WADA’s successful appeal to CAS has resulted in 34 past or present Essendon footballers being banned from participation in any competitive sport until November 2016. Under the AFL’s Anti-Doping Code, which is in accord with the WADA Code, there are further constraints. Sanctioned players cannot be involved with Essendon or another sport club in any formal capacity, such as coaching or administration.

They can watch AFL games and other sport events, but must do so away from spaces where clubs and match officials congregate. If they step inside changerooms – even for an innocuous shake of hand or well-wishing – their suspension will wind back and start again.

These isolating conditions are typical for sanctioned athletes around the world.

Further punishment?

WADA does, however, give some leeway to sport bodies in terms of whether they apply additional penalties upon athletes who have been found guilty of doping. It cannot be a longer period of ineligibility; that is contrary to the WADA Code (as the British Olympic Association found out when it tried to introduce life bans for doping).

Controversially, a handful of European countries has taken steps to criminalise doping. Again WADA opposes an additional layer of punishment, but in this instance is powerless to stop sovereign governments from putting athletes behind bars should they be proven – beyond reasonable doubt in a court of law – to have cheated.

The International Olympic Committee has a policy of stripping the results of dopers and requiring them to return medals. This approach is consistent with the view that doping provides an unfair advantage over other competitors, and that symbolic rewards associated with victory are tainted by performance fraud.

From this perspective the legitimacy of medals and trophies, as well as prizes and money, are called into question. One way of righting this wrong is to ensure that dopers are made invisible in the record books, and for those who finished immediately behind them to be elevated onto the dais.

Individual sports

The 2009 WADA Code (which was operational in 2012) states the following:

An anti-doping rule violation in individual sports in connection with an in-competition test automatically leads to disqualification of the result obtained in that competition with all resulting consequences, including forfeiture of any medals, points and prizes.

In the case of positive tests, this has led to the striking of numerous Olympic results and records, as well as the stripping of medals from sanctioned athletes, with those next in line being elevated in terms of their finishing position and symbolic reward.

The timing of drug indiscretions is part of the decision making process. Russian heptathlete Tatyana Chernova had a 2009 urine sample re-tested in 2015; this showed the presence of an anabolic steroid. She was, however, able to retain her title of 2011:

Chernova was banned and had two years of results wiped out by the Russian Anti-Doping Agency, but that period ended just 16 days before she won gold at the World Championships.

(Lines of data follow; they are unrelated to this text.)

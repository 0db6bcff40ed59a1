//! AdvisorySource trait definition

#[cfg(test)]
use mockall::automock;

use crate::advisory::error::AdvisoryError;
use crate::advisory::report::Vulnerability;
use crate::parser::types::Ecosystem;
use crate::version::semver::Version;

/// A vulnerability database that can be asked about one installed package
#[cfg_attr(test, automock)]
#[async_trait::async_trait]
pub trait AdvisorySource: Send + Sync {
    /// Short name used in logs and reports (e.g. "github", "nvd")
    fn name(&self) -> &'static str;

    /// Advisories whose affected range contains `version`
    async fn find_vulnerabilities(
        &self,
        ecosystem: Ecosystem,
        package: &str,
        version: &Version,
    ) -> Result<Vec<Vulnerability>, AdvisoryError>;
}
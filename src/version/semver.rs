use std::cmp::Ordering;
use std::fmt;
use std::hash::{Hash, Hasher};
use std::str::FromStr;
use std::sync::LazyLock;

use regex::Regex;

use crate::version::error::VersionError;

static VERSION_PATTERN: LazyLock<Regex> = LazyLock::new(|| {
    Regex::new(
        r"^v?(\d+)(?:\.(\d+))?(?:\.(\d+))?(?:-([0-9A-Za-z.-]+))?(?:\+([0-9A-Za-z.-]+))?$",
    )
    .expect("version pattern is valid")
});

/// Parsed dotted version.
///
/// Ordering compares major, minor and patch numerically. A release outranks
/// any pre-release of the same triple, and two pre-releases compare by plain
/// byte order of their identifier strings (so `rc.10 < rc.9`). Build metadata
/// is kept for display but never takes part in ordering or equality.
#[derive(Debug, Clone, Default)]
pub struct Version {
    pub major: u64,
    pub minor: u64,
    pub patch: u64,
    pub prerelease: String,
    pub build: String,
}

impl Version {
    pub fn new(major: u64, minor: u64, patch: u64) -> Self {
        Self {
            major,
            minor,
            patch,
            ..Self::default()
        }
    }

    pub fn is_prerelease(&self) -> bool {
        !self.prerelease.is_empty()
    }
}

/// Parse a version string, normalizing partial versions.
///
/// Accepts an optional leading `v` and pads missing components with zeros:
/// - "1" -> 1.0.0
/// - "v1.2" -> 1.2.0
/// - "1.2.3-beta.1+build.5" -> 1.2.3 with pre-release and build metadata
pub fn parse_version(version: &str) -> Result<Version, VersionError> {
    let malformed = || VersionError::MalformedVersion(version.to_string());

    let captures = VERSION_PATTERN
        .captures(version.trim())
        .ok_or_else(malformed)?;

    let component = |index: usize| -> Result<u64, VersionError> {
        match captures.get(index) {
            Some(m) => m.as_str().parse::<u64>().map_err(|_| malformed()),
            None => Ok(0),
        }
    };
    let text = |index: usize| {
        captures
            .get(index)
            .map(|m| m.as_str().to_string())
            .unwrap_or_default()
    };

    Ok(Version {
        major: component(1)?,
        minor: component(2)?,
        patch: component(3)?,
        prerelease: text(4),
        build: text(5),
    })
}

/// Total order over two versions; see [`Version`] for the rules.
pub fn compare(a: &Version, b: &Version) -> Ordering {
    a.major
        .cmp(&b.major)
        .then(a.minor.cmp(&b.minor))
        .then(a.patch.cmp(&b.patch))
        .then_with(|| match (a.is_prerelease(), b.is_prerelease()) {
            (false, false) => Ordering::Equal,
            (false, true) => Ordering::Greater,
            (true, false) => Ordering::Less,
            // Lexical on purpose: numeric-aware identifier comparison is not applied.
            (true, true) => a.prerelease.as_bytes().cmp(b.prerelease.as_bytes()),
        })
}

impl Ord for Version {
    fn cmp(&self, other: &Self) -> Ordering {
        compare(self, other)
    }
}

impl PartialOrd for Version {
    fn partial_cmp(&self, other: &Self) -> Option<Ordering> {
        Some(self.cmp(other))
    }
}

impl PartialEq for Version {
    fn eq(&self, other: &Self) -> bool {
        self.cmp(other) == Ordering::Equal
    }
}

impl Eq for Version {}

impl Hash for Version {
    fn hash<H: Hasher>(&self, state: &mut H) {
        self.major.hash(state);
        self.minor.hash(state);
        self.patch.hash(state);
        self.prerelease.hash(state);
    }
}

impl fmt::Display for Version {
    fn fmt(&self, f: &mut fmt::Formatter<'_>) -> fmt::Result {
        write!(f, "{}.{}.{}", self.major, self.minor, self.patch)?;
        if !self.prerelease.is_empty() {
            write!(f, "-{}", self.prerelease)?;
        }
        if !self.build.is_empty() {
            write!(f, "+{}", self.build)?;
        }
        Ok(())
    }
}

impl FromStr for Version {
    type Err = VersionError;

    fn from_str(s: &str) -> Result<Self, Self::Err> {
        parse_version(s)
    }
}

/// Find the semantically maximum version from a list
///
/// Returns the original string of the winner. Invalid versions are skipped.
pub fn find_semantic_max(versions: &[String]) -> Option<String> {
    versions
        .iter()
        .filter_map(|v| parse_version(v).ok().map(|parsed| (v, parsed)))
        .max_by(|(_, a), (_, b)| a.cmp(b))
        .map(|(original, _)| original.clone())
}

#[cfg(test)]
mod tests {
    use super::*;
    use rstest::rstest;

    fn v(s: &str) -> Version {
        parse_version(s).unwrap()
    }

    #[rstest]
    #[case("1.2.3", 1, 2, 3, "", "")]
    #[case("v1.2.3", 1, 2, 3, "", "")]
    #[case("1", 1, 0, 0, "", "")]
    #[case("1.2", 1, 2, 0, "", "")]
    #[case("  4.17.21 ", 4, 17, 21, "", "")]
    #[case("1.0.0-beta.1", 1, 0, 0, "beta.1", "")]
    #[case("1.0.0+build.5", 1, 0, 0, "", "build.5")]
    #[case("2.0.0-rc-1+sha.abc", 2, 0, 0, "rc-1", "sha.abc")]
    fn parse_version_accepts_grammar(
        #[case] input: &str,
        #[case] major: u64,
        #[case] minor: u64,
        #[case] patch: u64,
        #[case] prerelease: &str,
        #[case] build: &str,
    ) {
        let parsed = parse_version(input).unwrap();
        assert_eq!(
            (parsed.major, parsed.minor, parsed.patch),
            (major, minor, patch)
        );
        assert_eq!(parsed.prerelease, prerelease);
        assert_eq!(parsed.build, build);
    }

    #[rstest]
    #[case("")]
    #[case("   ")]
    #[case("latest")]
    #[case("1.2.3.4")]
    #[case("1.x")]
    #[case("^1.2.3")]
    #[case("1.2.3-")]
    #[case("1.2.3-beta_1")]
    #[case("99999999999999999999999.0.0")]
    fn parse_version_rejects_malformed(#[case] input: &str) {
        assert!(matches!(
            parse_version(input),
            Err(VersionError::MalformedVersion(raw)) if raw == input
        ));
    }

    #[rstest]
    #[case("1.0.0", "2.0.0", Ordering::Less)]
    #[case("1.2.0", "1.10.0", Ordering::Less)]
    #[case("1.2.3", "1.2.4", Ordering::Less)]
    #[case("1.2.3", "1.2.3", Ordering::Equal)]
    #[case("1.2.3", "v1.2.3", Ordering::Equal)]
    #[case("1.0.0", "1.0.0-rc.1", Ordering::Greater)]
    #[case("1.0.0-alpha", "1.0.0-beta", Ordering::Less)]
    #[case("1.0.0-alpha", "1.0.0-alpha", Ordering::Equal)]
    // byte ordering, not numeric-aware identifier comparison
    #[case("1.0.0-rc.10", "1.0.0-rc.9", Ordering::Less)]
    #[case("1.0.0+a", "1.0.0+b", Ordering::Equal)]
    #[case("0.9.9", "1.0.0-alpha", Ordering::Less)]
    fn compare_orders_versions(#[case] a: &str, #[case] b: &str, #[case] expected: Ordering) {
        assert_eq!(compare(&v(a), &v(b)), expected);
        assert_eq!(compare(&v(b), &v(a)), expected.reverse());
    }

    #[test]
    fn compare_is_transitive_and_sorts() {
        let mut versions: Vec<Version> = [
            "2.0.0",
            "1.0.0-beta",
            "1.0.0",
            "0.1.0",
            "1.0.0-alpha",
            "1.10.0",
            "1.2.0",
        ]
        .iter()
        .map(|s| v(s))
        .collect();
        versions.sort();

        let rendered: Vec<String> = versions.iter().map(|v| v.to_string()).collect();
        assert_eq!(
            rendered,
            vec![
                "0.1.0",
                "1.0.0-alpha",
                "1.0.0-beta",
                "1.0.0",
                "1.2.0",
                "1.10.0",
                "2.0.0"
            ]
        );
        for window in versions.windows(3) {
            assert!(window[0] <= window[1] && window[1] <= window[2]);
            assert!(window[0] <= window[2]);
        }
    }

    #[rstest]
    #[case("1.2.3")]
    #[case("0.0.0")]
    #[case("10.20.30-rc.1")]
    #[case("1.0.0-x-y.z")]
    fn display_round_trips_without_build(#[case] input: &str) {
        let parsed = v(input);
        assert_eq!(parsed.to_string(), input);
        assert_eq!(v(&parsed.to_string()), parsed);
    }

    #[test]
    fn display_normalizes_partial_and_prefixed_versions() {
        assert_eq!(v("v2").to_string(), "2.0.0");
        assert_eq!(v("1.0.0+build.1").to_string(), "1.0.0+build.1");
    }

    #[rstest]
    #[case(vec![], None)]
    #[case(vec!["v1.0.0", "v2.0.0", "v1.5.0"], Some("v2.0.0"))]
    #[case(vec!["1.0.0", "2.0.0-rc.1", "1.5.0"], Some("2.0.0-rc.1"))]
    #[case(vec!["2.0.0-rc.1", "2.0.0"], Some("2.0.0"))]
    #[case(vec!["invalid", "v1.0.0", "not-semver"], Some("v1.0.0"))]
    #[case(vec!["invalid", "not-semver"], None)]
    fn find_semantic_max_returns_expected(
        #[case] versions: Vec<&str>,
        #[case] expected: Option<&str>,
    ) {
        let versions: Vec<String> = versions.into_iter().map(|s| s.to_string()).collect();
        assert_eq!(
            find_semantic_max(&versions),
            expected.map(|s| s.to_string())
        );
    }
}
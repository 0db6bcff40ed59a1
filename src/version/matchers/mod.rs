//! Ecosystem-specific version matchers

pub mod npm;

pub use npm::NpmVersionMatcher;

Some decisions do seem peculiar. After confessed doper Marion Jones was retrospectively disqualified in, among several events, the 100m sprint at the Sydney Olympics, the runner-up, Katerina Thanou, was given first place but not a gold medal.

Thanou retained her silver medal but – extraordinarily – was denied the 2000 Games gold medal because she missed several drug tests in the lead-up to the 2004 Games, where she eventually did not compete.

Team sports

WADA’s brief is to detect doping and to suspend sanctioned athletes, but it gives peak sport bodies leeway about how to deal with teams and their retention or otherwise of cups, premierships, medals and so on.

Thus, for team sports, there is some flexibility in the event of one or more player sanctions, with peak sport bodies having discretion to impose further punishments on a team (such as collective disqualification, fines and trade restrictions), and to pursue further punishments on individuals within a team (such as club-imposed fines and loss of salary).

WADA states that:

Disqualification or other disciplinary action against the team when one or more team members have committed an anti-doping rule violation shall be as provided in the applicable rules of the international federation.

Decisions by sport bodies about who keeps what medal and why are not always simple or predictable. After the 2012 Olympics the US men’s 4x100m relay team was stripped of its second placing after one member tested positive to an out-of-competition test.

By contrast, when one of the US women’s 4x400m relay team admitted to drug use she was stripped of gold but her team mates retained first place and their medals.

WADA-compliant non-Olympic team sports, which are obviously not answerable to the IOC, have greater discretion about how and why the records and achievements of teams with sanctioned participants be stricken or remain.

Some are hardline. At the 2011 the International Surfing Association (ISA) World Masters Championships, the victor (and gold medallist), Australian Mark Richardson, tested positive in-competition for cannabis, after which he was disqualified for three months, his team docked points, and was stripped of individual honours.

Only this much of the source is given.